## WHAT YOU NEED TO DO
Search the records below for the word "TranscribeOptions" and show every line where it occurs.

── AVAILABLE RECORDS ──

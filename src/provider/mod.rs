//! # Speech-to-Text Providers
//!
//! Audio audits need a hypothesis transcript for an audio URL. The HTTP layer
//! only sees the [`TranscriptionProvider`] trait; the Deepgram REST client is
//! the production implementation.

pub mod deepgram;

pub use deepgram::DeepgramProvider;

use async_trait::async_trait;
use serde::Serialize;
use thiserror::Error;

#[derive(Debug, Error)]
pub enum ProviderError {
    #[error("Transcription request failed: {0}")]
    Request(#[from] reqwest::Error),

    #[error("Provider returned {status}: {body}")]
    Status { status: u16, body: String },

    #[error("Invalid provider response: {0}")]
    Decode(String),
}

/// Per-request options, taken from the live configuration.
#[derive(Debug, Clone)]
pub struct TranscribeOptions {
    pub model: String,
    pub language: String,
    pub smart_format: bool,
    pub punctuate: bool,
}

impl TranscribeOptions {
    pub fn new(model: impl Into<String>, language: impl Into<String>) -> Self {
        Self {
            model: model.into(),
            language: language.into(),
            smart_format: true,
            punctuate: true,
        }
    }
}

/// Transcript of one audio file as returned by a provider.
#[derive(Debug, Clone, PartialEq, Serialize)]
pub struct ProviderTranscript {
    pub transcript: String,
    pub confidence: f64,
    pub model: String,
    pub language: String,
    pub url: String,
}

#[async_trait]
pub trait TranscriptionProvider: Send + Sync {
    /// Transcribe the audio at `audio_url`.
    async fn transcribe(
        &self,
        audio_url: &str,
        options: &TranscribeOptions,
    ) -> Result<ProviderTranscript, ProviderError>;

    /// Short name used in logs and health output.
    fn name(&self) -> &'static str;
}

───

## ANSWER FOR THIS EXERCISE
pub struct TranscribeOptions {
impl TranscribeOptions {
        options: &TranscribeOptions,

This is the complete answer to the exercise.